Still, the plaintiffs have numerous procedural hurdles to overcome.   In fact, it remains to be seen whether the parties involved in the process can actually receive due process under arbitration. Arbitration came into vogue in the 1990’s as a way for big retailers and banks to circumvent the state and federal court system after the Supreme Court ruled parties in a complaints were afforded the same rights in that process as in the public courts. No matter that, no court in any western democracy recognized arbitration as a legitimate substitute for trial by jury; the Supreme Court chose to open the door to compulsory arbitration.

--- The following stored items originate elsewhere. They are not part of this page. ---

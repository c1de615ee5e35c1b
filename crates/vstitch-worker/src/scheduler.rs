//! Polling scheduler.
//!
//! Each tick takes a concurrency slot, claims the oldest queued job and
//! spawns its execution without waiting for it. Shutdown stops ticking,
//! cancels in-flight jobs and requeues whatever is still PROCESSING.

use std::any::Any;
use std::collections::HashMap;
use std::panic::AssertUnwindSafe;
use std::sync::Arc;
use std::time::Duration;

use futures::FutureExt;
use tokio::sync::{watch, Semaphore};
use tokio::task::{AbortHandle, JoinError, JoinSet};
use tokio::time::MissedTickBehavior;
use tracing::{debug, error, info, warn};
use vstitch_jobstore::{JobStore, StatusUpdate};
use vstitch_models::JobId;

use crate::config::WorkerConfig;
use crate::error::{WorkerError, WorkerResult};
use crate::metrics;
use crate::processor::JobProcessor;

/// What a single tick did.
#[derive(Debug, Clone, PartialEq, Eq)]
pub enum TickOutcome {
    /// Every slot is busy; nothing was claimed.
    Saturated,
    /// No job was claimed.
    Idle,
    /// A job was claimed and its execution spawned.
    Dispatched(JobId),
}

/// Job scheduler owning the concurrency slots and in-flight tasks.
pub struct Scheduler {
    store: Arc<dyn JobStore>,
    processor: Arc<JobProcessor>,
    slots: Arc<Semaphore>,
    poll_interval: Duration,
    shutdown_timeout: Duration,
    tasks: JoinSet<(JobId, Option<String>)>,
    running: HashMap<JobId, AbortHandle>,
    cancel: watch::Sender<bool>,
}

impl Scheduler {
    pub fn new(config: &WorkerConfig, processor: Arc<JobProcessor>) -> Self {
        let (cancel, _) = watch::channel(false);

        Self {
            store: Arc::clone(processor.store()),
            processor,
            slots: Arc::new(Semaphore::new(config.max_concurrent_jobs.max(1))),
            poll_interval: config.poll_interval,
            shutdown_timeout: config.shutdown_timeout,
            tasks: JoinSet::new(),
            running: HashMap::new(),
            cancel,
        }
    }

    /// Number of jobs currently executing.
    pub fn in_flight(&self) -> usize {
        self.running.len()
    }

    /// Poll once.
    ///
    /// Never fails: store errors are logged and reported as `Idle`.
    pub async fn tick(&mut self) -> TickOutcome {
        self.reap_finished().await;

        let permit = match Arc::clone(&self.slots).try_acquire_owned() {
            Ok(permit) => permit,
            Err(_) => {
                debug!(in_flight = self.in_flight(), "All job slots busy");
                return TickOutcome::Saturated;
            }
        };

        let job = match self.store.claim_next().await {
            Ok(Some(job)) => job,
            Ok(None) => return TickOutcome::Idle,
            Err(e) => {
                error!("Failed to claim next job: {}", e);
                return TickOutcome::Idle;
            }
        };

        let job_id = job.id.clone();
        info!(job_id = %job_id, kind = %job.kind, attempt = job.attempts, "Claimed job");
        metrics::record_claimed();

        let processor = Arc::clone(&self.processor);
        let cancel = self.cancel.subscribe();
        let task_job_id = job_id.clone();
        let handle = self.tasks.spawn(async move {
            // Held until the task ends, whichever way it ends.
            let _permit = permit;
            let panicked = AssertUnwindSafe(processor.process(job, cancel))
                .catch_unwind()
                .await
                .err()
                .map(panic_message);
            (task_job_id, panicked)
        });

        self.running.insert(job_id.clone(), handle);
        metrics::set_in_flight(self.running.len());

        TickOutcome::Dispatched(job_id)
    }

    /// Tick on the poll interval until `shutdown` turns true, then shut down.
    ///
    /// Returns the number of jobs requeued.
    pub async fn run(mut self, mut shutdown: watch::Receiver<bool>) -> WorkerResult<u64> {
        info!(
            "Starting scheduler with {} slot(s), polling every {:?}",
            self.slots.available_permits(),
            self.poll_interval
        );

        let mut interval = tokio::time::interval(self.poll_interval);
        interval.set_missed_tick_behavior(MissedTickBehavior::Delay);

        loop {
            if *shutdown.borrow() {
                break;
            }

            tokio::select! {
                biased;
                changed = shutdown.changed() => {
                    if changed.is_err() {
                        warn!("Shutdown channel closed, stopping scheduler");
                        break;
                    }
                }
                _ = interval.tick() => {
                    self.tick().await;
                }
            }
        }

        self.shutdown().await
    }

    /// Cancel in-flight jobs, wait for them to unwind, then requeue every
    /// PROCESSING job.
    pub async fn shutdown(&mut self) -> WorkerResult<u64> {
        info!(in_flight = self.in_flight(), "Scheduler shutting down");
        // Receivers may all be gone already; that is fine.
        let _ = self.cancel.send(true);

        let drained = tokio::time::timeout(self.shutdown_timeout, self.drain()).await;
        if drained.is_err() {
            warn!(
                remaining = self.in_flight(),
                "In-flight jobs did not stop within {:?}, aborting",
                self.shutdown_timeout
            );
            let stranded: Vec<JobId> = self.running.keys().cloned().collect();
            self.tasks.abort_all();
            self.drain().await;

            for job_id in &stranded {
                self.processor.staging().cleanup(job_id).await;
            }
        }
        metrics::set_in_flight(0);

        let requeued = self.store.requeue_all_processing().await.map_err(WorkerError::from)?;
        metrics::record_requeued(requeued);
        info!(requeued, "Requeued interrupted jobs");

        Ok(requeued)
    }

    async fn drain(&mut self) {
        while let Some(joined) = self.tasks.join_next().await {
            self.handle_joined(joined).await;
        }
    }

    async fn reap_finished(&mut self) {
        while let Some(joined) = self.tasks.try_join_next() {
            self.handle_joined(joined).await;
        }
    }

    async fn handle_joined(&mut self, joined: Result<(JobId, Option<String>), JoinError>) {
        match joined {
            Ok((job_id, panicked)) => {
                self.running.remove(&job_id);
                if let Some(message) = panicked {
                    self.fail_panicked(&job_id, message).await;
                }
            }
            // Panics are caught inside the task, so only aborted tasks end
            // here and the id is lost with the output.
            Err(e) => {
                debug!("Job task ended without a result: {}", e);
                self.running.retain(|_, handle| !handle.is_finished());
            }
        }
        metrics::set_in_flight(self.running.len());
    }

    async fn fail_panicked(&self, job_id: &JobId, message: String) {
        let err = WorkerError::Panicked(message);
        error!(job_id = %job_id, "Job task panicked: {}", err);

        self.processor.staging().cleanup(job_id).await;
        if let Err(e) = self
            .store
            .set_status(job_id, StatusUpdate::failed(err.to_string()))
            .await
        {
            error!(job_id = %job_id, "Failed to record panicked job: {}", e);
        }
    }
}

fn panic_message(payload: Box<dyn Any + Send>) -> String {
    if let Some(s) = payload.downcast_ref::<&str>() {
        s.to_string()
    } else if let Some(s) = payload.downcast_ref::<String>() {
        s.clone()
    } else {
        "unknown panic payload".to_string()
    }
}

#[cfg(test)]
mod tests {
    use super::*;

    #[test]
    fn test_panic_message() {
        assert_eq!(panic_message(Box::new("boom")), "boom");
        assert_eq!(panic_message(Box::new(String::from("bang"))), "bang");
        assert_eq!(panic_message(Box::new(42u8)), "unknown panic payload");
    }
}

What will happen next isn’t certain. If the arbitrator rules in favor of the class action certification, Sterling’s attorneys will have a much harder time proving that the 15 original complaints were just a coincidence and not a willful, planned, disregard of its female employee’s rights in the workplace. That could not only mean substantial awards for lost wages, but consequential damages too. It could also mean criminal investigation by US Attorney’s Office to determine if there was a conspiracy by Sterling to deprive female employees of their civil rights, none of which is good for Sterling or Signet’s stockholders. Nevertheless, it could be months before the outcome of this case is know.

Closer to today, Sterling executives may need to do a lot of spin control, if the original complaint is enlarged to a class action suit. For instance, many current employees could become Plaintiff’s in the case, which could undermine in-store morale, while a greater gaggle of disgruntled, former employees can only mean more bad press too. What was once considered a periodic, local news storey could rise to national prominence. Still, whether the Plaintiff’s allegations are covered by national media isn’t as important as the effects of social media like Facebook, Twitter, and UTube too on the consumer’s attitude toward Sterling and its leading brands. Let’s face it, discriminating against 20,000 women employed in Kay and Jared jewelry stores isn’t a great way to motivate women to choose those brands for their precious diamond jewelry. Remember, about 85% of what Sterling sells is chosen by and used by women.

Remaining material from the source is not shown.